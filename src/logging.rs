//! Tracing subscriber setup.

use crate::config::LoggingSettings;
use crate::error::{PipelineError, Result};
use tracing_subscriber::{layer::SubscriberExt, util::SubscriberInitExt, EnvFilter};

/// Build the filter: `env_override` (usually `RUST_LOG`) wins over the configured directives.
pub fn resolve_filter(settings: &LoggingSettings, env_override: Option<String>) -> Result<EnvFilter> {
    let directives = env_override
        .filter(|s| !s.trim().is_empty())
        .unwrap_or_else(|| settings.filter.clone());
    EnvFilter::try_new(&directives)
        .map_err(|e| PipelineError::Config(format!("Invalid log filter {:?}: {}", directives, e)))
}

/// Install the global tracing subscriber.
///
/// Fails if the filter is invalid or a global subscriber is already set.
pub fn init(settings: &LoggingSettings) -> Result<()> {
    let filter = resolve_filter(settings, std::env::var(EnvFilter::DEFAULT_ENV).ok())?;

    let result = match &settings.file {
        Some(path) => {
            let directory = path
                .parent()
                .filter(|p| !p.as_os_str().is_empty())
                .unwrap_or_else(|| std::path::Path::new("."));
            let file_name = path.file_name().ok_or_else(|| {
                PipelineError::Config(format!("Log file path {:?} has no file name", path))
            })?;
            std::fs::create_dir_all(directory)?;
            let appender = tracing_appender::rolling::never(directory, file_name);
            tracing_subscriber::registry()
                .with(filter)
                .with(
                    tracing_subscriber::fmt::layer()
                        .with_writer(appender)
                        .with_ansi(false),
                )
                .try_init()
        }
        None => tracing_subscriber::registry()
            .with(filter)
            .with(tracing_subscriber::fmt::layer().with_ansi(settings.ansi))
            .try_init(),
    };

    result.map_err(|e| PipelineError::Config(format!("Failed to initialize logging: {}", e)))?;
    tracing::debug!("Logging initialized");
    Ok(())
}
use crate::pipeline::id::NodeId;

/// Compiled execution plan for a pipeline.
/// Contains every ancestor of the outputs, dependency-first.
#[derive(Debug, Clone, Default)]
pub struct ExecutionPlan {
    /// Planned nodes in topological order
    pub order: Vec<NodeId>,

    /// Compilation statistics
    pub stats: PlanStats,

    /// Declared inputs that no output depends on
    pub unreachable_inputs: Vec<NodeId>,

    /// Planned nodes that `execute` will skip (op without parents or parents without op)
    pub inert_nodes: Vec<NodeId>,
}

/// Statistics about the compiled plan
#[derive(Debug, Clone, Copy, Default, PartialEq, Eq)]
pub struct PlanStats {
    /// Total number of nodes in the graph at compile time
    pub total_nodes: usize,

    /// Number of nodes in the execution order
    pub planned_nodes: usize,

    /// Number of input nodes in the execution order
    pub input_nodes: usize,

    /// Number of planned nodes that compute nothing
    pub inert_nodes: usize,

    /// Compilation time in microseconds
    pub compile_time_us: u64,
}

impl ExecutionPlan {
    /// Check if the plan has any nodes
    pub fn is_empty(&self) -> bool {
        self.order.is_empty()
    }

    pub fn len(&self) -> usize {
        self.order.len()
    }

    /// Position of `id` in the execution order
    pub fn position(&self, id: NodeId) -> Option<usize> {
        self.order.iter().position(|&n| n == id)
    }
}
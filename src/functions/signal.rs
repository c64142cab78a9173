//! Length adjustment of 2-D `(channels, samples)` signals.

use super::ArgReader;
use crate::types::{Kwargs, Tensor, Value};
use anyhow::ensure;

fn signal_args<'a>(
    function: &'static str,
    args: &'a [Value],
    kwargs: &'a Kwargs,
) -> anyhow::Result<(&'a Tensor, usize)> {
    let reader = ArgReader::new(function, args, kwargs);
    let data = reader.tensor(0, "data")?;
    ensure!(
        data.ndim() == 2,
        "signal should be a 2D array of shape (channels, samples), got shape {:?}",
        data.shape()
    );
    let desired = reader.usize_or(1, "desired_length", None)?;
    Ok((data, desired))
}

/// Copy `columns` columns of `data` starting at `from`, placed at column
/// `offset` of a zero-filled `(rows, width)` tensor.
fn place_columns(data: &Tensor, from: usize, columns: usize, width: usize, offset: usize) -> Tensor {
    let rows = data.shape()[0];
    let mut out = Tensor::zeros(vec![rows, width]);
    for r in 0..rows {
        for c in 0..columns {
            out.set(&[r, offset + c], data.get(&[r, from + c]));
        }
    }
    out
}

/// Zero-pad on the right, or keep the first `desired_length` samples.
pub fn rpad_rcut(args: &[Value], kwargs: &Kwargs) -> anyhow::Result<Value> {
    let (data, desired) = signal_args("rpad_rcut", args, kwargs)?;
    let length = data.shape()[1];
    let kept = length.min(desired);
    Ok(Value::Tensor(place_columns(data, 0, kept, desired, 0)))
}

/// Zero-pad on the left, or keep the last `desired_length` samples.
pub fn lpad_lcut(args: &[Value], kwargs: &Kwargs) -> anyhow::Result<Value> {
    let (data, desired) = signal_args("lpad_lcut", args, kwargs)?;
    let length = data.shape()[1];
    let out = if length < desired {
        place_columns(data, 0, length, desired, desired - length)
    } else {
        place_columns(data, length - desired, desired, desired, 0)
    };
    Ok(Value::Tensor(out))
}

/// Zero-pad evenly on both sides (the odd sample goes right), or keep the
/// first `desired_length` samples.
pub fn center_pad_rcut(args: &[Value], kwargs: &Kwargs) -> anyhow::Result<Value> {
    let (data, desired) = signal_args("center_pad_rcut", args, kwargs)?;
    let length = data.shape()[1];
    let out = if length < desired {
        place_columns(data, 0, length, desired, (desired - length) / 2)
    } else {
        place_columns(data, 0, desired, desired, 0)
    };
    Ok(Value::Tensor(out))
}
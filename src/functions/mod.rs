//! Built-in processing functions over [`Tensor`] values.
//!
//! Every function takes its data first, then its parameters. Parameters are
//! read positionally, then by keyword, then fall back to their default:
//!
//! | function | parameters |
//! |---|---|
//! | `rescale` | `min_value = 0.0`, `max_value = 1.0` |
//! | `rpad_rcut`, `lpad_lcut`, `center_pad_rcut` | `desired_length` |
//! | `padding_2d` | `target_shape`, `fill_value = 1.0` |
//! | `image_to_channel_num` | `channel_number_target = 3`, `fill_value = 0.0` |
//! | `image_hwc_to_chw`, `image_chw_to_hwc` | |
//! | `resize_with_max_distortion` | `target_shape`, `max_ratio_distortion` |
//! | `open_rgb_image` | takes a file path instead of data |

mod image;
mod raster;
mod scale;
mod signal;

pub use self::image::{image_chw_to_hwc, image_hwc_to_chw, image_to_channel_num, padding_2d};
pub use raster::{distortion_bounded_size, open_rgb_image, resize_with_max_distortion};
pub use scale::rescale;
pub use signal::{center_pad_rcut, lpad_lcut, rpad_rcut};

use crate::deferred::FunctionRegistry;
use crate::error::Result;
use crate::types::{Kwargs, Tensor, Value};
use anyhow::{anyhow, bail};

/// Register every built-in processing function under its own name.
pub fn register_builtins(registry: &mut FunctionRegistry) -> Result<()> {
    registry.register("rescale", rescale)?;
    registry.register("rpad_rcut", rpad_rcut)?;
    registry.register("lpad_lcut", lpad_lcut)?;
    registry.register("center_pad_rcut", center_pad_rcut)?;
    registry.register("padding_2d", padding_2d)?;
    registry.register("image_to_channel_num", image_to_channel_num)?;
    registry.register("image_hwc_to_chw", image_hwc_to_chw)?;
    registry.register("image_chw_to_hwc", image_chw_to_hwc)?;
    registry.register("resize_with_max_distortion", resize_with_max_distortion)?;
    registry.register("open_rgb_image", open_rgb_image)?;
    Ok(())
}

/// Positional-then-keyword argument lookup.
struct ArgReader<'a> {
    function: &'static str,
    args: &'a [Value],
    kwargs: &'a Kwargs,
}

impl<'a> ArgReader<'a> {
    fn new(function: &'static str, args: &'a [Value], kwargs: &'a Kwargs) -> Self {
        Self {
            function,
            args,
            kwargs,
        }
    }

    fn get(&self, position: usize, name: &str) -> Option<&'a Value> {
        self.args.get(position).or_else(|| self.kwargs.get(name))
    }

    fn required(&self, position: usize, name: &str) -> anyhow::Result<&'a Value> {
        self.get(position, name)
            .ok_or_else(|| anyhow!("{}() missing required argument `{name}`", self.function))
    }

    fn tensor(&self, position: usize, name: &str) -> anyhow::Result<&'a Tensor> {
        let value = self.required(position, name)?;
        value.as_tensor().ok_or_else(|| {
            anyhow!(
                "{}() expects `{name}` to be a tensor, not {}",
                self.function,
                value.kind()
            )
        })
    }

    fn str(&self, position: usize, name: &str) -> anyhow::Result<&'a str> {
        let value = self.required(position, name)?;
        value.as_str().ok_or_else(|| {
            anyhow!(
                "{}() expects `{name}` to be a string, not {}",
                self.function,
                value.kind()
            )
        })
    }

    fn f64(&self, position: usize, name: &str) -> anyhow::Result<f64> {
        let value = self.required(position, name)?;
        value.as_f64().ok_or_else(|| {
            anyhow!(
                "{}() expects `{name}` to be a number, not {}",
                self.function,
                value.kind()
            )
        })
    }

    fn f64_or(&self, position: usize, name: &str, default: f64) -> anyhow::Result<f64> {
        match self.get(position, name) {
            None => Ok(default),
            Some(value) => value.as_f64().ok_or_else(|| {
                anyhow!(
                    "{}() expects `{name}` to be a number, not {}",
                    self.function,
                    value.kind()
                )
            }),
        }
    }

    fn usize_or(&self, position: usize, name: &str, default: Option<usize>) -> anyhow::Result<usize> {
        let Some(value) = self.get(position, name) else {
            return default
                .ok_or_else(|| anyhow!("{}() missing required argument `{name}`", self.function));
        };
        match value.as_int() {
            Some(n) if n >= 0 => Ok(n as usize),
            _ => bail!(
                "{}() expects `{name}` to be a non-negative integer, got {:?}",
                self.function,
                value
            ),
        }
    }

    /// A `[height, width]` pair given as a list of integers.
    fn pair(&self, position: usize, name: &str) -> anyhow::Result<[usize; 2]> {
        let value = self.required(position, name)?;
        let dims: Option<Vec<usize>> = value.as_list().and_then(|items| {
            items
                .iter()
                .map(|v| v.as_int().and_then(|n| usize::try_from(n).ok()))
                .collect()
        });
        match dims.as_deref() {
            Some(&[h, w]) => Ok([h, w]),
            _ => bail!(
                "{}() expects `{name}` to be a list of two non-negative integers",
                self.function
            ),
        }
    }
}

--------------------------------

PROBLEM REQUIREMENTS. When a line of the records has the word "appender", pick it out and copy it.

EXERCISE ANSWER.
            let appender = tracing_appender::rolling::never(directory, file_name);
                        .with_writer(appender)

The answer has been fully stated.